The Senator also pointed out that the pending shortage of long stay residential care for the older population will have a major impact on the younger population.
“Make no mistake, if we don’t have the places for our seniors then they will be forced to fall back on our acute hospitals, taking up much needed beds there to the detriment of the population at large. On top of this, the cost to the state will be a lot more too.”
Senator Mac Sharry said: “Over the last three years there has been a clear pattern of this Government targeting older people with unfair cuts. We have seen 35,000 medical cards cut, the abolition of the bereavement grant, the withdrawal of the telephone allowance, major cuts to housing adaptation grants and significant hikes in prescription charges. All of these have resulted in a major attack on the quality of life for older people.”
The Senator says that the government and the Department of Health simply haven’t done enough to address the issues facing older people and that must change.
“The HSE told us in its 2013 National Operational Plan there will be a significant national deficit of long-stay beds by 2016. Yet in the 2014 Service plan, 700 fewer beds are being funded under the Fair Deal scheme in 2014, compared to 2013.”
“Our debate today is intended to bring this issue to the forefront of public debate. The over-85 population is due to grow by 46% between now and 2021 and of this grouping nearly one in four will require nursing home care. The status quo must not be allowed to continue We must act now.”
Please find below the wording of the Seanad Motion tabled by Senator Mac Sharry on behalf of the Fianna Fáil group.
That Seanad Éireann –
notes the HSE National Operational Plan 2013 which states that ‘based on population projections, there will be a significant national deficit of long stay beds by 2016 based on the HSE’s target of 4% of older persons in long stay care’;
notes the finding by the Centre for Ageing Research and Development in Ireland, CARDI, in its report, Future Demand for Long Term Care in Ireland, that ‘even with greater emphasis on care at home and more resources provided to realise it, the demand for residential care is going to increase significantly in the next decade’;
notes the concerns of Age Action December 2013 “that the switch in some of the funding from nursing home supports to community supports which the HSE is planning will be insufficient to meet the needs of the sickest of older people who will be affected”
notes the report of the National Economic and Social Council (NESC), Quality & Standards in Human Services in Ireland: Residential Care for Older People, July 2012, and the recommendation “A problem-solving group of those influencing provision of long term care (e.g. providers, the Department of Health, and HIQA) may be useful to examine and address the challenges of providing sufficient quality long term care in an equitable and sustainable way.”

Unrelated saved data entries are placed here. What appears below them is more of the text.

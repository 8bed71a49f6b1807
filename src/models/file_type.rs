//! File-type allow-list enforced at intake.
//!
//! Camera-native TIFF is accepted and previewed through a PNG copy.
//! HEIC/HEIF is not supported: the `image` decoder cannot read it, so it is
//! left out of [`DEFAULT_ACCEPTED_TYPES`]. Listing it in `ACCEPTED_TYPES`
//! anyway makes intake refuse such payloads as `invalid_file_type`.

use std::collections::BTreeSet;

/// Formats a browser renders directly; anything else needs a preview copy.
const DISPLAYABLE_TYPES: [&str; 4] = ["image/jpeg", "image/png", "image/webp", "image/gif"];

pub const DEFAULT_ACCEPTED_TYPES: [&str; 6] = [
    "image/jpeg",
    "image/png",
    "image/webp",
    "image/gif",
    "image/tiff",
    "image/bmp",
];

/// Accepted MIME types, loaded from configuration.
#[derive(Clone, Debug, PartialEq, Eq)]
pub struct FileTypePolicy {
    accepted: BTreeSet<String>,
}

impl FileTypePolicy {
    pub fn new<I, S>(types: I) -> Self
    where
        I: IntoIterator<Item = S>,
        S: AsRef<str>,
    {
        let accepted = types
            .into_iter()
            .map(|t| normalize_content_type(t.as_ref()))
            .filter(|t| !t.is_empty())
            .collect();
        Self { accepted }
    }

    /// Parse a comma separated list such as `image/jpeg,image/png`.
    pub fn parse(list: &str) -> Self {
        Self::new(list.split(','))
    }

    /// Return the normalized type when it is on the allow-list.
    pub fn accept(&self, content_type: &str) -> Option<String> {
        let normalized = normalize_content_type(content_type);
        self.accepted.contains(&normalized).then_some(normalized)
    }

    pub fn accepted(&self) -> impl Iterator<Item = &str> {
        self.accepted.iter().map(String::as_str)
    }
}

impl Default for FileTypePolicy {
    fn default() -> Self {
        Self::new(DEFAULT_ACCEPTED_TYPES)
    }
}

/// Lowercase, drop parameters and fold common aliases.
pub fn normalize_content_type(content_type: &str) -> String {
    let essence = content_type
        .split(';')
        .next()
        .unwrap_or_default()
        .trim()
        .to_ascii_lowercase();
    match essence.as_str() {
        "image/jpg" | "image/pjpeg" => "image/jpeg".to_string(),
        "image/x-png" => "image/png".to_string(),
        "image/x-ms-bmp" => "image/bmp".to_string(),
        _ => essence,
    }
}

/// True when `content_type` (already normalized) can be shown without transcoding.
pub fn is_displayable(content_type: &str) -> bool {
    DISPLAYABLE_TYPES.contains(&content_type)
}
//! An uploaded original awaiting a crop decision.

use chrono::{DateTime, Utc};
use serde::{Deserialize, Serialize};
use sqlx::FromRow;

/// Metadata row for a staged original.
///
/// The payload itself lives on disk next to an optional transcoded preview;
/// this struct stores what the pipeline needs without reading those bytes.
#[derive(Serialize, Deserialize, Clone, FromRow, Debug)]
pub struct TempAsset {
    /// Opaque, unguessable identifier issued by intake. Never reused.
    pub temp_key: String,

    /// Normalized MIME type declared at upload.
    pub content_type: String,

    /// Size of the original payload in bytes.
    pub size_bytes: i64,

    /// Pixel dimensions read from the image header at intake.
    pub width: i64,
    pub height: i64,

    /// Whether a separate transcoded preview copy was written.
    pub has_preview: bool,

    /// MIME type served by the preview endpoint.
    pub preview_content_type: String,

    pub created_at: DateTime<Utc>,
    pub expires_at: DateTime<Utc>,
}

/// Returned to the client after a successful intake.
#[derive(Serialize, Deserialize, Clone, Debug, PartialEq, Eq)]
#[serde(rename_all = "camelCase")]
pub struct PreparedUpload {
    pub temp_key: String,
    /// URL of the preview endpoint, or an inline `data:` URL for small previews.
    pub preview_url: String,
    /// Original pixel dimensions; crop rectangles are expressed in this space.
    pub width: u32,
    pub height: u32,
}
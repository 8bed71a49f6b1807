use anyhow::Result;
use image_intake::{build_router, config::AppConfig, db, state::AppState};
use std::{fs, io::ErrorKind, path::Path, sync::Arc};
use tokio::net::TcpListener;
use tracing_subscriber::EnvFilter;

#[tokio::main]
async fn main() -> Result<()> {
    // --- Logging setup ---
    tracing_subscriber::fmt()
        .with_env_filter(EnvFilter::from_default_env())
        .init();

    // --- Parse config + migrate flag ---
    let (cfg, migrate) = AppConfig::from_env_and_args()?;

    tracing::info!("Starting image-intake with config: {:?}", cfg);

    // --- Ensure storage directory exists ---
    if !Path::new(&cfg.storage_dir).exists() {
        fs::create_dir_all(&cfg.storage_dir)?;
        tracing::info!("Created storage directory at {}", cfg.storage_dir);
    }

    // --- Initialize SQLite connection ---
    tracing::debug!("Connecting using raw URL => {}", cfg.database_url);
    let db = Arc::new(db::connect(&cfg.database_url).await?);

    // --- Schema ---
    db::run_migrations(&db).await?;
    if migrate {
        tracing::info!("Database migration complete.");
        return Ok(()); // exit after migration
    }

    // --- Initialize services ---
    let state = AppState::from_config(db, &cfg)?;
    tracing::info!(
        "Serving buckets: {:?}",
        state.assets.buckets().collect::<Vec<_>>()
    );
    let sweeper = Arc::new(state.sweeper(cfg.sweep_interval));
    let _sweep_task = sweeper.start();

    // --- Build router ---
    let app = build_router(state);

    // --- Start server ---
    let addr = cfg.addr();
    let listener = match TcpListener::bind(&addr).await {
        Ok(listener) => listener,
        Err(err)
            if err.kind() == ErrorKind::PermissionDenied
                && matches!(cfg.host.as_str(), "0.0.0.0" | "::") =>
        {
            let fallback_addr = format!("127.0.0.1:{}", cfg.port);
            tracing::warn!(
                "Permission denied binding to {} ({}). Falling back to {}",
                addr,
                err,
                fallback_addr
            );
            TcpListener::bind(&fallback_addr).await?
        }
        Err(err) => return Err(err.into()),
    };

    tracing::info!("Server listening on http://{}", listener.local_addr()?);
    axum::serve(listener, app).await?;

    Ok(())
}
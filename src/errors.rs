use crate::{models::crop::CropRectangle, services::asset_storage::StorageError};
use axum::{
    Json,
    http::StatusCode,
    response::{IntoResponse, Response},
};
use serde::{Deserialize, Serialize};
use serde_json::json;
use std::{fmt, io, time::Duration};
use thiserror::Error;

/// Machine-readable error kind shared by the HTTP boundary, per-target
/// commit results and the client controller.
#[derive(Debug, Clone, Copy, PartialEq, Eq, Hash, Serialize, Deserialize)]
#[serde(rename_all = "snake_case")]
pub enum ErrorKind {
    TempKeyNotFound,
    MalformedRequest,
    InvalidFileType,
    PayloadTooLarge,
    InvalidCropBounds,
    UndecodableImage,
    InvalidDimensions,
    ProcessingFailed,
    StorageWriteFailed,
    AssetNotFound,
    Timeout,
    Internal,
}

impl ErrorKind {
    /// Stable wire name, identical to the serde representation.
    pub fn as_str(self) -> &'static str {
        match self {
            Self::TempKeyNotFound => "temp_key_not_found",
            Self::MalformedRequest => "malformed_request",
            Self::InvalidFileType => "invalid_file_type",
            Self::PayloadTooLarge => "payload_too_large",
            Self::InvalidCropBounds => "invalid_crop_bounds",
            Self::UndecodableImage => "undecodable_image",
            Self::InvalidDimensions => "invalid_dimensions",
            Self::ProcessingFailed => "processing_failed",
            Self::StorageWriteFailed => "storage_write_failed",
            Self::AssetNotFound => "asset_not_found",
            Self::Timeout => "timeout",
            Self::Internal => "internal",
        }
    }

    /// The one message shown to a person for this kind of failure.
    pub fn user_message(self) -> &'static str {
        match self {
            Self::TempKeyNotFound => "This upload has expired. Please select the file again.",
            Self::MalformedRequest => "The upload request was incomplete. Please try again.",
            Self::InvalidFileType => "This file type is not supported. Please choose an image.",
            Self::PayloadTooLarge => "This image is too large. Please choose a smaller file.",
            Self::InvalidCropBounds => "The selected crop area lies outside the image.",
            Self::UndecodableImage => "This image could not be read. It may be corrupt.",
            Self::InvalidDimensions => "One of the requested image sizes is invalid.",
            Self::ProcessingFailed => "The image could not be processed.",
            Self::StorageWriteFailed => "The image could not be saved. Please try again.",
            Self::AssetNotFound => "The requested image does not exist.",
            Self::Timeout => "Processing took too long. Please try again.",
            Self::Internal => "Something went wrong. Please try again.",
        }
    }

    pub fn status(self) -> StatusCode {
        match self {
            Self::TempKeyNotFound | Self::AssetNotFound => StatusCode::NOT_FOUND,
            Self::MalformedRequest | Self::InvalidDimensions => StatusCode::BAD_REQUEST,
            Self::InvalidFileType => StatusCode::UNSUPPORTED_MEDIA_TYPE,
            Self::PayloadTooLarge => StatusCode::PAYLOAD_TOO_LARGE,
            Self::InvalidCropBounds | Self::UndecodableImage => StatusCode::UNPROCESSABLE_ENTITY,
            Self::Timeout => StatusCode::GATEWAY_TIMEOUT,
            Self::ProcessingFailed | Self::StorageWriteFailed | Self::Internal => {
                StatusCode::INTERNAL_SERVER_ERROR
            }
        }
    }
}

impl fmt::Display for ErrorKind {
    fn fmt(&self, f: &mut fmt::Formatter<'_>) -> fmt::Result {
        f.write_str(self.as_str())
    }
}

/// Failures of the intake / commit pipeline as a whole.
///
/// Per-target derivation failures are not represented here; they are reported
/// inside the commit result map.
#[derive(Debug, Error)]
pub enum PipelineError {
    #[error("temp key `{0}` not found or expired")]
    TempKeyNotFound(String),
    #[error("malformed request: {0}")]
    MalformedRequest(String),
    #[error("content type `{0}` is not accepted")]
    InvalidFileType(String),
    #[error("payload of {size} bytes exceeds the limit of {max} bytes")]
    PayloadTooLarge { size: u64, max: u64 },
    #[error("image of {pixels} pixels exceeds the limit of {max} pixels")]
    TooManyPixels { pixels: u64, max: u64 },
    #[error("crop {crop} is outside the {width}x{height} original")]
    InvalidCropBounds {
        crop: CropRectangle,
        width: u32,
        height: u32,
    },
    #[error("image could not be decoded: {0}")]
    UndecodableImage(String),
    #[error("processing exceeded {0:?}")]
    Timeout(Duration),
    #[error(transparent)]
    Storage(#[from] StorageError),
    #[error(transparent)]
    Sqlx(#[from] sqlx::Error),
    #[error(transparent)]
    Io(#[from] io::Error),
    #[error("background task failed: {0}")]
    Join(String),
}

pub type PipelineResult<T> = Result<T, PipelineError>;

impl PipelineError {
    pub fn kind(&self) -> ErrorKind {
        match self {
            Self::TempKeyNotFound(_) => ErrorKind::TempKeyNotFound,
            Self::MalformedRequest(_) => ErrorKind::MalformedRequest,
            Self::InvalidFileType(_) => ErrorKind::InvalidFileType,
            Self::PayloadTooLarge { .. } | Self::TooManyPixels { .. } => {
                ErrorKind::PayloadTooLarge
            }
            Self::InvalidCropBounds { .. } => ErrorKind::InvalidCropBounds,
            Self::UndecodableImage(_) => ErrorKind::UndecodableImage,
            Self::Timeout(_) => ErrorKind::Timeout,
            Self::Storage(_) => ErrorKind::StorageWriteFailed,
            Self::Sqlx(_) | Self::Io(_) | Self::Join(_) => ErrorKind::Internal,
        }
    }
}

/// HTTP-facing error: a status, a machine-readable kind and a message.
#[derive(Debug)]
pub struct AppError {
    pub status: StatusCode,
    pub kind: ErrorKind,
    pub message: String,
}

impl AppError {
    /// Create a new AppError with a specific status and message.
    pub fn new(status: StatusCode, kind: ErrorKind, msg: impl Into<String>) -> Self {
        Self {
            status,
            kind,
            message: msg.into(),
        }
    }

    /// Shortcut for a 500 Internal Server Error
    pub fn internal(msg: impl Into<String>) -> Self {
        Self::new(StatusCode::INTERNAL_SERVER_ERROR, ErrorKind::Internal, msg)
    }

    /// Shortcut for 400 with `malformed_request`
    pub fn bad_request(msg: impl Into<String>) -> Self {
        Self::new(StatusCode::BAD_REQUEST, ErrorKind::MalformedRequest, msg)
    }
}

impl fmt::Display for AppError {
    fn fmt(&self, f: &mut fmt::Formatter<'_>) -> fmt::Result {
        write!(f, "{}", self.message)
    }
}

impl std::error::Error for AppError {}

impl IntoResponse for AppError {
    fn into_response(self) -> Response {
        let body = Json(json!({
            "kind": self.kind,
            "error": self.message,
            "status": self.status.as_u16()
        }));

        (self.status, body).into_response()
    }
}

impl From<PipelineError> for AppError {
    fn from(err: PipelineError) -> Self {
        let kind = err.kind();
        if kind == ErrorKind::Internal {
            tracing::error!(error = %err, "internal pipeline error");
        }
        AppError::new(kind.status(), kind, err.to_string())
    }
}

impl From<StorageError> for AppError {
    fn from(err: StorageError) -> Self {
        match err {
            StorageError::AssetNotFound { .. } => AppError::new(
                StatusCode::NOT_FOUND,
                ErrorKind::AssetNotFound,
                err.to_string(),
            ),
            StorageError::UnknownBucket(_) | StorageError::InvalidKey => {
                AppError::bad_request(err.to_string())
            }
            other => AppError::internal(other.to_string()),
        }
    }
}

impl From<anyhow::Error> for AppError {
    fn from(err: anyhow::Error) -> Self {
        AppError::internal(err.to_string())
    }
}
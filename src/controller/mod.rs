//! Client-side driver for one uploader widget.
//!
//! ```text
//! idle --select_file--> preparing --ok--> cropping --confirm_crop--> committing --> idle
//!                            \--err--> idle      \--cancel--> idle (discard, fire-and-forget)
//! ```
//!
//! While `preparing` or `committing` a request is in flight and every new
//! event is refused with [`ControllerError::Busy`]. Each controller owns at
//! most one temp key at a time; independent widgets use independent
//! controllers.

pub mod api;

use crate::{
    errors::{ErrorKind, PipelineError},
    models::{
        crop::CropRectangle,
        target::{CommitReport, DerivationTarget},
        temp_asset::PreparedUpload,
    },
};
use api::PipelineApi;
use bytes::Bytes;
use std::{
    collections::BTreeMap,
    sync::{Arc, Mutex, MutexGuard, PoisonError},
};
use thiserror::Error;

#[derive(Debug, Clone, PartialEq, Eq)]
pub enum PipelineState {
    Idle,
    Preparing,
    Cropping { upload: PreparedUpload },
    Committing { temp_key: String },
}

impl PipelineState {
    pub fn name(&self) -> &'static str {
        match self {
            Self::Idle => "idle",
            Self::Preparing => "preparing",
            Self::Cropping { .. } => "cropping",
            Self::Committing { .. } => "committing",
        }
    }
}

/// How a widget consumes the commit result.
#[derive(Debug, Clone)]
pub enum UploaderKind {
    /// One image slot; applies the URL of `primary_type`.
    Single { primary_type: String },
    /// Several slots; `fields` maps image type to the form field it fills.
    Batch { fields: BTreeMap<String, String> },
}

/// What the widget should apply after a successful commit.
#[derive(Debug, Clone, PartialEq, Eq)]
pub enum Applied {
    Primary {
        url: String,
    },
    Fields {
        urls: BTreeMap<String, String>,
        failed: BTreeMap<String, ErrorKind>,
    },
}

#[derive(Debug, Error, PartialEq, Eq)]
pub enum ControllerError {
    #[error("a request is already in flight ({state})")]
    Busy { state: &'static str },
    #[error("cannot {event} while {state}")]
    InvalidTransition {
        state: &'static str,
        event: &'static str,
    },
    #[error("{message}")]
    Pipeline { kind: ErrorKind, message: String },
}

impl ControllerError {
    fn from_kind(kind: ErrorKind) -> Self {
        Self::Pipeline {
            kind,
            message: kind.user_message().to_string(),
        }
    }
}

impl From<PipelineError> for ControllerError {
    fn from(err: PipelineError) -> Self {
        Self::from_kind(err.kind())
    }
}

pub struct UploaderController {
    api: Arc<dyn PipelineApi>,
    kind: UploaderKind,
    targets: Vec<DerivationTarget>,
    state: Mutex<PipelineState>,
}

impl UploaderController {
    pub fn new(api: Arc<dyn PipelineApi>, kind: UploaderKind, targets: Vec<DerivationTarget>) -> Self {
        Self {
            api,
            kind,
            targets,
            state: Mutex::new(PipelineState::Idle),
        }
    }

    /// A single-slot uploader for one target.
    pub fn single(api: Arc<dyn PipelineApi>, target: DerivationTarget) -> Self {
        let kind = UploaderKind::Single {
            primary_type: target.image_type().to_string(),
        };
        Self::new(api, kind, vec![target])
    }

    /// A batch uploader; each target is paired with the field it fills.
    pub fn batch(api: Arc<dyn PipelineApi>, slots: Vec<(String, DerivationTarget)>) -> Self {
        let fields = slots
            .iter()
            .map(|(field, target)| (target.image_type().to_string(), field.clone()))
            .collect();
        let targets = slots.into_iter().map(|(_, target)| target).collect();
        Self::new(api, UploaderKind::Batch { fields }, targets)
    }

    pub fn state(&self) -> PipelineState {
        self.lock().clone()
    }

    fn lock(&self) -> MutexGuard<'_, PipelineState> {
        self.state.lock().unwrap_or_else(PoisonError::into_inner)
    }

    fn set(&self, next: PipelineState) {
        *self.lock() = next;
    }

    /// `idle -> preparing -> cropping | idle`.
    pub async fn select_file(
        &self,
        file: Bytes,
        content_type: &str,
    ) -> Result<PreparedUpload, ControllerError> {
        {
            let mut state = self.lock();
            match &*state {
                PipelineState::Idle => *state = PipelineState::Preparing,
                busy @ (PipelineState::Preparing | PipelineState::Committing { .. }) => {
                    return Err(ControllerError::Busy { state: busy.name() });
                }
                other => {
                    return Err(ControllerError::InvalidTransition {
                        state: other.name(),
                        event: "select a file",
                    });
                }
            }
        }

        let reset = ResetOnDrop::new(self);
        let result = self.api.prepare(file, content_type).await;
        reset.disarm();

        match result {
            Ok(upload) => {
                self.set(PipelineState::Cropping {
                    upload: upload.clone(),
                });
                Ok(upload)
            }
            Err(err) => {
                tracing::debug!(error = %err, "prepare failed");
                self.set(PipelineState::Idle);
                Err(err.into())
            }
        }
    }

    /// `cropping -> committing -> idle`.
    ///
    /// Once commit has claimed the temp key it retires it on every outcome.
    /// A `MalformedRequest` is rejected before the claim, so that one case
    /// discards the upload here.
    pub async fn confirm_crop(&self, crop: CropRectangle) -> Result<Applied, ControllerError> {
        let temp_key = {
            let mut state = self.lock();
            let temp_key = match &*state {
                PipelineState::Cropping { upload } => upload.temp_key.clone(),
                busy @ (PipelineState::Preparing | PipelineState::Committing { .. }) => {
                    return Err(ControllerError::Busy { state: busy.name() });
                }
                PipelineState::Idle => {
                    return Err(ControllerError::InvalidTransition {
                        state: "idle",
                        event: "confirm a crop",
                    });
                }
            };
            *state = PipelineState::Committing {
                temp_key: temp_key.clone(),
            };
            temp_key
        };

        let reset = ResetOnDrop::new(self);
        let result = self.api.commit(&temp_key, crop, self.targets.clone()).await;
        let rejected_before_claim =
            matches!(&result, Err(err) if err.kind() == ErrorKind::MalformedRequest);
        if rejected_before_claim {
            self.api.discard(&temp_key).await;
        }
        drop(reset);

        let report = result?;
        self.apply(report)
    }

    /// `cropping -> idle`, discarding the staged upload in the background.
    /// Returns false (and does nothing) from any other state.
    pub fn cancel(&self) -> bool {
        let temp_key = {
            let mut state = self.lock();
            match &*state {
                PipelineState::Cropping { upload } => {
                    let key = upload.temp_key.clone();
                    *state = PipelineState::Idle;
                    key
                }
                _ => return false,
            }
        };

        match tokio::runtime::Handle::try_current() {
            Ok(handle) => {
                let api = self.api.clone();
                handle.spawn(async move { api.discard(&temp_key).await });
            }
            Err(_) => tracing::warn!("no runtime to discard upload; expiry sweep will reclaim it"),
        }
        true
    }

    fn apply(&self, mut report: CommitReport) -> Result<Applied, ControllerError> {
        match &self.kind {
            UploaderKind::Single { primary_type } => match report.remove(primary_type) {
                Some(result) => match (result.url(), result.error_kind()) {
                    (Some(url), _) => Ok(Applied::Primary {
                        url: url.to_string(),
                    }),
                    (None, Some(kind)) => Err(ControllerError::from_kind(kind)),
                    (None, None) => Err(ControllerError::from_kind(ErrorKind::Internal)),
                },
                None => Err(ControllerError::from_kind(ErrorKind::Internal)),
            },
            UploaderKind::Batch { fields } => {
                let mut urls = BTreeMap::new();
                let mut failed = BTreeMap::new();
                for (image_type, result) in report {
                    let field = fields.get(&image_type).cloned().unwrap_or(image_type);
                    match (result.url(), result.error_kind()) {
                        (Some(url), _) => {
                            urls.insert(field, url.to_string());
                        }
                        (None, kind) => {
                            failed.insert(field, kind.unwrap_or(ErrorKind::Internal));
                        }
                    }
                }
                Ok(Applied::Fields { urls, failed })
            }
        }
    }
}

/// Returns the controller to `idle` when an in-flight call is abandoned,
/// e.g. because the caller dropped the future.
struct ResetOnDrop<'a> {
    controller: &'a UploaderController,
    armed: bool,
}

impl<'a> ResetOnDrop<'a> {
    fn new(controller: &'a UploaderController) -> Self {
        Self {
            controller,
            armed: true,
        }
    }

    fn disarm(mut self) {
        self.armed = false;
    }
}

impl Drop for ResetOnDrop<'_> {
    fn drop(&mut self) {
        if self.armed {
            self.controller.set(PipelineState::Idle);
        }
    }
}
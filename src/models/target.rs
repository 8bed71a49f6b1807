//! Derivation targets and their per-target outcomes.

use crate::errors::ErrorKind;
use serde::{Deserialize, Serialize};
use std::collections::BTreeMap;

/// Permanent-storage path of a derivative: `{slug}/{image_type}`.
///
/// The image type is the last `/`-separated segment, so free-form keys such as
/// `banners/home/hero` still resolve to a label (`hero`).
#[derive(Serialize, Deserialize, Clone, Debug, PartialEq, Eq, Hash)]
#[serde(transparent)]
pub struct DestinationKey(String);

impl DestinationKey {
    /// Compose a key from a logical grouping identifier and an image-type label.
    pub fn new(slug: &str, image_type: &str) -> Self {
        let slug = slug.trim_matches('/');
        if slug.is_empty() {
            Self(image_type.to_string())
        } else {
            Self(format!("{}/{}", slug, image_type))
        }
    }

    pub fn as_str(&self) -> &str {
        &self.0
    }

    pub fn image_type(&self) -> &str {
        self.0.rsplit('/').next().unwrap_or(&self.0)
    }

    pub fn slug(&self) -> Option<&str> {
        self.0.rsplit_once('/').map(|(slug, _)| slug)
    }
}

impl From<&str> for DestinationKey {
    fn from(value: &str) -> Self {
        Self(value.to_string())
    }
}

impl From<String> for DestinationKey {
    fn from(value: String) -> Self {
        Self(value)
    }
}

/// One requested output variant.
#[derive(Serialize, Deserialize, Clone, Debug, PartialEq, Eq)]
#[serde(rename_all = "camelCase")]
pub struct DerivationTarget {
    pub destination_key: DestinationKey,
    pub bucket: String,
    pub width: u32,
    pub height: u32,
}

impl DerivationTarget {
    pub fn new(destination_key: impl Into<DestinationKey>, bucket: &str, width: u32, height: u32) -> Self {
        Self {
            destination_key: destination_key.into(),
            bucket: bucket.to_string(),
            width,
            height,
        }
    }

    pub fn image_type(&self) -> &str {
        self.destination_key.image_type()
    }
}

/// Outcome of producing and storing one target.
#[derive(Serialize, Deserialize, Clone, Debug, PartialEq, Eq)]
#[serde(tag = "status", rename_all = "snake_case")]
pub enum DerivationResult {
    Stored { url: String },
    Failed { kind: ErrorKind },
}

impl DerivationResult {
    pub fn url(&self) -> Option<&str> {
        match self {
            Self::Stored { url } => Some(url),
            Self::Failed { .. } => None,
        }
    }

    pub fn error_kind(&self) -> Option<ErrorKind> {
        match self {
            Self::Stored { .. } => None,
            Self::Failed { kind } => Some(*kind),
        }
    }
}

/// Per-target results of one commit, keyed by image type. The key set always
/// equals the set of requested targets.
pub type CommitReport = BTreeMap<String, DerivationResult>;

/// Wire shape of a commit response: stored URLs and per-target error kinds.
#[derive(Serialize, Deserialize, Clone, Debug, Default, PartialEq, Eq)]
pub struct CommitResponse {
    pub urls: BTreeMap<String, String>,
    #[serde(default, skip_serializing_if = "BTreeMap::is_empty")]
    pub errors: BTreeMap<String, ErrorKind>,
}

impl From<CommitReport> for CommitResponse {
    fn from(report: CommitReport) -> Self {
        let mut response = CommitResponse::default();
        for (image_type, result) in report {
            match result {
                DerivationResult::Stored { url } => {
                    response.urls.insert(image_type, url);
                }
                DerivationResult::Failed { kind } => {
                    response.errors.insert(image_type, kind);
                }
            }
        }
        response
    }
}
//! The three calls a controller makes, behind one trait so widgets can run
//! against the in-process services or any other transport.

use crate::{
    errors::PipelineResult,
    models::{
        crop::CropRectangle,
        target::{CommitReport, DerivationTarget},
        temp_asset::PreparedUpload,
    },
    services::{commit_service::CommitService, intake_service::IntakeService},
    state::AppState,
};
use async_trait::async_trait;
use bytes::Bytes;
use std::sync::Arc;

#[async_trait]
pub trait PipelineApi: Send + Sync {
    async fn prepare(&self, file: Bytes, content_type: &str) -> PipelineResult<PreparedUpload>;

    async fn commit(
        &self,
        temp_key: &str,
        crop: CropRectangle,
        targets: Vec<DerivationTarget>,
    ) -> PipelineResult<CommitReport>;

    /// Best-effort; never fails.
    async fn discard(&self, temp_key: &str);
}

/// Calls the intake and commit services directly.
#[derive(Clone)]
pub struct InProcessPipeline {
    intake: Arc<IntakeService>,
    commit: Arc<CommitService>,
}

impl InProcessPipeline {
    pub fn new(intake: Arc<IntakeService>, commit: Arc<CommitService>) -> Self {
        Self { intake, commit }
    }
}

impl From<&AppState> for InProcessPipeline {
    fn from(state: &AppState) -> Self {
        Self::new(state.intake.clone(), state.commit.clone())
    }
}

#[async_trait]
impl PipelineApi for InProcessPipeline {
    async fn prepare(&self, file: Bytes, content_type: &str) -> PipelineResult<PreparedUpload> {
        self.intake.prepare(file, content_type).await
    }

    async fn commit(
        &self,
        temp_key: &str,
        crop: CropRectangle,
        targets: Vec<DerivationTarget>,
    ) -> PipelineResult<CommitReport> {
        self.commit.commit(temp_key, crop, targets).await
    }

    async fn discard(&self, temp_key: &str) {
        self.intake.discard(temp_key).await
    }
}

notes a new report on Ireland’s long-term residential care sector by accountants BDO commissioned by NHI, “Health’s Ageing Crisis: Time For Action, A Future Strategy for Ireland’s Long-Term Residential Care Sector”, which estimates that for every 1,000 people who cannot access nursing home care due to the State’s strategy, the cost to the Exchequer will be €273 million annually in addition to the immeasurable impact on people and their families and the acute hospital system;
notes the comments by distinguished gerontologist Professor Des O Neill that “present and future generations will regard with dismay the failure of successive Ministers and senior officials in the Department of Health and the HSE to remedy a deficit, widely recognised for many decades, in nursing home places, particularly in urban areas;”
calls for the immediate establishment of a Dept. of Health led forum to consider and develop appropriate policy relating to long term care of our older population, especially to prevent a crisis in nursing home capacity for the future.